THE RECORDS below:
//! Error mapping for service-specific APIs
//!
//! Converts the error bodies returned by OpenAI and Pinecone into the
//! normalized ServiceError type.

use reqwest::StatusCode;
use serde_json::Value;

use super::{ErrorContext, ServiceError};

/// Map a status code and message to the matching error variant
fn error_for_status(status: StatusCode, message: impl Into<String>) -> ServiceError {
    let message = message.into();
    match status {
        StatusCode::UNAUTHORIZED => ServiceError::authentication(message),
        StatusCode::FORBIDDEN => ServiceError::authorization(message),
        StatusCode::TOO_MANY_REQUESTS => ServiceError::rate_limit(message),
        StatusCode::BAD_REQUEST | StatusCode::UNPROCESSABLE_ENTITY => {
            ServiceError::validation(message)
        }
        StatusCode::NOT_FOUND => ServiceError::not_found(message),
        StatusCode::REQUEST_TIMEOUT | StatusCode::GATEWAY_TIMEOUT => ServiceError::timeout(message),
        s if s.is_server_error() => ServiceError::service(message),
        _ => ServiceError::validation(message),
    }
}

/// Map an OpenAI API error to a ServiceError
///
/// OpenAI wraps errors as `{"error": {"message", "type", "code"}}`.
pub fn map_openai_error(status: StatusCode, json: &Value, context: &mut ErrorContext) -> ServiceError {
    context.service = "openai".to_string();

    if let Some(error) = json.get("error") {
        if let Some(error_type) = error.get("type").and_then(|t| t.as_str()) {
            context.add("error_type", error_type);
        }

        if let Some(code) = error.get("code").and_then(|c| c.as_str()) {
            context.error_code = Some(code.to_string());
        }

        let message = error
            .get("message")
            .and_then(|m| m.as_str())
            .unwrap_or("Unknown OpenAI error");

        return error_for_status(status, message);
    }

    let message = json
        .get("message")
        .and_then(|m| m.as_str())
        .unwrap_or("Unknown OpenAI error");
    error_for_status(status, message)
}

/// Map a Pinecone API error to a ServiceError
///
/// The data plane answers with `{"code": <int>, "message": "..."}` while the
/// control plane nests it as `{"error": {"code": "...", "message": "..."}}`.
pub fn map_pinecone_error(status: StatusCode, json: &Value, context: &mut ErrorContext) -> ServiceError {
    context.service = "pinecone".to_string();

    let (code, message) = match json.get("error") {
        Some(error) => (
            error.get("code").map(value_to_code),
            error.get("message").and_then(|m| m.as_str()),
        ),
        None => (
            json.get("code").map(value_to_code),
            json.get("message").and_then(|m| m.as_str()),
        ),
    };

    if let Some(code) = code {
        context.error_code = Some(code);
    }

    error_for_status(status, message.unwrap_or("Unknown Pinecone error"))
}

fn value_to_code(value: &Value) -> String {
    match value {
        Value::String(s) => s.clone(),
        other => other.to_string(),
    }
}

/// Map a generic HTTP error to a ServiceError
pub fn map_http_error(status: StatusCode, body: &str, context: &mut ErrorContext) -> ServiceError {
    if let Ok(json) = serde_json::from_str::<Value>(body) {
        match context.service.as_str() {
            "openai" => return map_openai_error(status, &json, context),
            "pinecone" => return map_pinecone_error(status, &json, context),
            _ => {
                let message = json
                    .get("message")
                    .or_else(|| json.get("error"))
                    .and_then(|m| m.as_str())
                    .unwrap_or(body);
                return error_for_status(status, message);
            }
        }
    }

    // Body was not JSON: fall back to the status line plus a body excerpt
    let message = if body.is_empty() {
        status.to_string()
    } else {
        format!("{}: {}", status, crate::util::truncate_string(body, 100))
    };

    error_for_status(status, message)
}

/// Determine if an HTTP status code indicates a retryable error
pub fn is_retryable_status(status: StatusCode) -> bool {
    matches!(status.as_u16(), 408 | 429 | 500 | 502 | 503 | 504)
}
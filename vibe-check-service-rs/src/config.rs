//! Service configuration
//!
//! Pipeline settings are read through the SDK's `ConfigProvider`, so the
//! binary loads them from `VIBE_*` environment variables and tests from
//! memory. The bind address follows the `<SERVICE>_SERVICE_ADDR` /
//! `<SERVICE>_SERVICE_PORT` convention.

use std::net::SocketAddr;
use std::time::Duration;

use vibe_sdk::config::{ConfigProvider, ConfigProviderExt, ServiceConfig};
use vibe_sdk::{Result, ServiceError};

use crate::image_prep::PreprocessOptions;

pub const SERVICE_NAME: &str = "vibe-check";

/// Port used when neither address nor port is configured
pub const DEFAULT_PORT: u16 = 8000;

pub const DEFAULT_VISION_MODEL: &str = "gpt-4o";
pub const DEFAULT_GENERATION_MODEL: &str = "gpt-4o";
pub const DEFAULT_EMBEDDING_MODEL: &str = "text-embedding-3-small";
pub const DEFAULT_PLACEHOLDER_SOURCE_URL: &str = "https://www.akc.org/expert-advice/training/";

/// Settings for the pipeline and its HTTP surface
#[derive(Debug, Clone)]
pub struct VibeCheckConfig {
    pub vision_model: String,
    pub generation_model: String,
    pub embedding_model: String,

    pub vision_max_tokens: u32,
    pub generation_max_tokens: u32,
    pub generation_temperature: f32,

    /// Number of knowledge passages to retrieve
    pub retrieval_top_k: u32,

    /// Bound on every external call made by a stage
    pub stage_timeout_seconds: u64,

    /// `sourceUrl` reported when retrieval yields no attribution
    pub placeholder_source_url: String,

    /// Inbound images decoding to more than `preprocess.max_bytes` are recompressed
    pub preprocess: PreprocessOptions,

    pub max_body_bytes: usize,
}

impl Default for VibeCheckConfig {
    fn default() -> Self {
        Self {
            vision_model: DEFAULT_VISION_MODEL.to_string(),
            generation_model: DEFAULT_GENERATION_MODEL.to_string(),
            embedding_model: DEFAULT_EMBEDDING_MODEL.to_string(),
            vision_max_tokens: 500,
            generation_max_tokens: 1500,
            generation_temperature: 0.7,
            retrieval_top_k: 5,
            stage_timeout_seconds: 30,
            placeholder_source_url: DEFAULT_PLACEHOLDER_SOURCE_URL.to_string(),
            preprocess: PreprocessOptions::default(),
            max_body_bytes: 15 * 1024 * 1024,
        }
    }
}

impl VibeCheckConfig {
    /// Load configuration from a config provider, defaulting absent keys
    pub fn from_provider<P: ConfigProvider + ?Sized>(provider: &P) -> Result<Self> {
        let defaults = Self::default();

        let config = Self {
            vision_model: provider.get_string_or("vision_model", &defaults.vision_model),
            generation_model: provider.get_string_or("generation_model", &defaults.generation_model),
            embedding_model: provider.get_string_or("embedding_model", &defaults.embedding_model),
            vision_max_tokens: provider.get_or("vision_max_tokens", defaults.vision_max_tokens)?,
            generation_max_tokens: provider.get_or("generation_max_tokens", defaults.generation_max_tokens)?,
            generation_temperature: provider.get_or("generation_temperature", defaults.generation_temperature)?,
            retrieval_top_k: provider.get_or("retrieval_top_k", defaults.retrieval_top_k)?,
            stage_timeout_seconds: provider.get_or("stage_timeout_seconds", defaults.stage_timeout_seconds)?,
            placeholder_source_url: provider
                .get_string_or("placeholder_source_url", &defaults.placeholder_source_url),
            preprocess: PreprocessOptions {
                max_bytes: provider.get_or("max_image_bytes", defaults.preprocess.max_bytes)?,
                ..defaults.preprocess
            },
            max_body_bytes: provider.get_or("max_body_bytes", defaults.max_body_bytes)?,
        };

        config.validate()?;
        Ok(config)
    }

    pub fn stage_timeout(&self) -> Duration {
        Duration::from_secs(self.stage_timeout_seconds)
    }
}

impl ServiceConfig for VibeCheckConfig {
    fn validate(&self) -> Result<()> {
        for (key, model) in [
            ("vision_model", &self.vision_model),
            ("generation_model", &self.generation_model),
            ("embedding_model", &self.embedding_model),
        ] {
            if model.trim().is_empty() {
                return Err(ServiceError::configuration(format!("{} must not be empty", key)));
            }
        }

        if self.retrieval_top_k == 0 {
            return Err(ServiceError::configuration("retrieval_top_k must be at least 1"));
        }

        if self.stage_timeout_seconds == 0 {
            return Err(ServiceError::configuration("stage_timeout_seconds must be positive"));
        }

        if !(0.0..=2.0).contains(&self.generation_temperature) {
            return Err(ServiceError::configuration("generation_temperature must be within [0, 2]"));
        }

        if self.placeholder_source_url.trim().is_empty() {
            return Err(ServiceError::configuration("placeholder_source_url is required"));
        }

        if self.preprocess.max_bytes == 0 {
            return Err(ServiceError::configuration("max_image_bytes must be positive"));
        }

        if self.max_body_bytes < self.preprocess.max_bytes {
            return Err(ServiceError::configuration(
                "max_body_bytes must not be smaller than max_image_bytes",
            ));
        }

        Ok(())
    }

    fn service_name(&self) -> &str {
        SERVICE_NAME
    }
}

fn service_key(suffix: &str) -> String {
    format!("{}_service_{}", SERVICE_NAME.replace('-', "_"), suffix)
}

/// Port from `vibe_check_service_port`, falling back to `default_port`
pub fn service_port<P: ConfigProvider + ?Sized>(provider: &P, default_port: u16) -> u16 {
    let key = service_key("port");
    provider.get_or(&key, default_port).unwrap_or_else(|_| {
        log::warn!("Invalid port in {}, using default {}", key, default_port);
        default_port
    })
}

/// Socket address to bind the HTTP server to.
///
/// `vibe_check_service_addr` may be `host:port` or `http://host:port`;
/// otherwise the service binds all interfaces on `service_port`.
pub fn bind_address<P: ConfigProvider + ?Sized>(provider: &P, default_port: u16) -> SocketAddr {
    let key = service_key("addr");

    if let Some(addr) = provider.get_optional(&key) {
        let trimmed = addr
            .trim()
            .trim_start_matches("http://")
            .trim_start_matches("https://")
            .trim_end_matches('/');
        match trimmed.parse::<SocketAddr>() {
            Ok(addr) => return addr,
            Err(_) => log::warn!("Invalid address format in {}, using default", key),
        }
    }

    SocketAddr::from(([0, 0, 0, 0], service_port(provider, default_port)))
}

#[cfg(test)]
mod tests {
    use super::*;
    use vibe_sdk::config::MemoryConfigProvider;

    #[test]
    fn test_defaults_when_nothing_is_configured() {
        let config = VibeCheckConfig::from_provider(&MemoryConfigProvider::new()).unwrap();
        assert_eq!(config.vision_model, "gpt-4o");
        assert_eq!(config.embedding_model, "text-embedding-3-small");
        assert_eq!(config.retrieval_top_k, 5);
        assert_eq!(config.stage_timeout(), Duration::from_secs(30));
        assert_eq!(config.preprocess.max_bytes, 2 * 1024 * 1024);
        assert_eq!(config.max_body_bytes, 15 * 1024 * 1024);
    }

    #[test]
    fn test_overrides_and_validation() {
        let mut provider = MemoryConfigProvider::new();
        provider.set("retrieval_top_k", "3");
        provider.set("placeholder_source_url", "https://dogs.example/kb");
        provider.set("max_image_bytes", "1048576");

        let config = VibeCheckConfig::from_provider(&provider).unwrap();
        assert_eq!(config.retrieval_top_k, 3);
        assert_eq!(config.placeholder_source_url, "https://dogs.example/kb");
        assert_eq!(config.preprocess.max_bytes, 1024 * 1024);

        provider.set("retrieval_top_k", "0");
        assert!(VibeCheckConfig::from_provider(&provider).is_err());

        provider.set("retrieval_top_k", "many");
        assert!(VibeCheckConfig::from_provider(&provider).is_err());
    }

    #[test]
    fn test_bind_address_resolution() {
        let mut provider = MemoryConfigProvider::new();
        assert_eq!(bind_address(&provider, DEFAULT_PORT).to_string(), "0.0.0.0:8000");

        provider.set("vibe_check_service_port", "9100");
        assert_eq!(bind_address(&provider, DEFAULT_PORT).to_string(), "0.0.0.0:9100");

        provider.set("vibe_check_service_addr", "http://127.0.0.1:9200");
        assert_eq!(bind_address(&provider, DEFAULT_PORT).to_string(), "127.0.0.1:9200");

        provider.set("vibe_check_service_addr", "not an address");
        provider.set("vibe_check_service_port", "seventy");
        assert_eq!(bind_address(&provider, DEFAULT_PORT).to_string(), "0.0.0.0:8000");
    }
}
End of THE RECORDS.
- **TASK GOAL**
Gather each line in the data that holds the string "tests".

- **OUTPUT FOR THIS EXERCISE**
//! binary loads them from `VIBE_*` environment variables and tests from
mod tests {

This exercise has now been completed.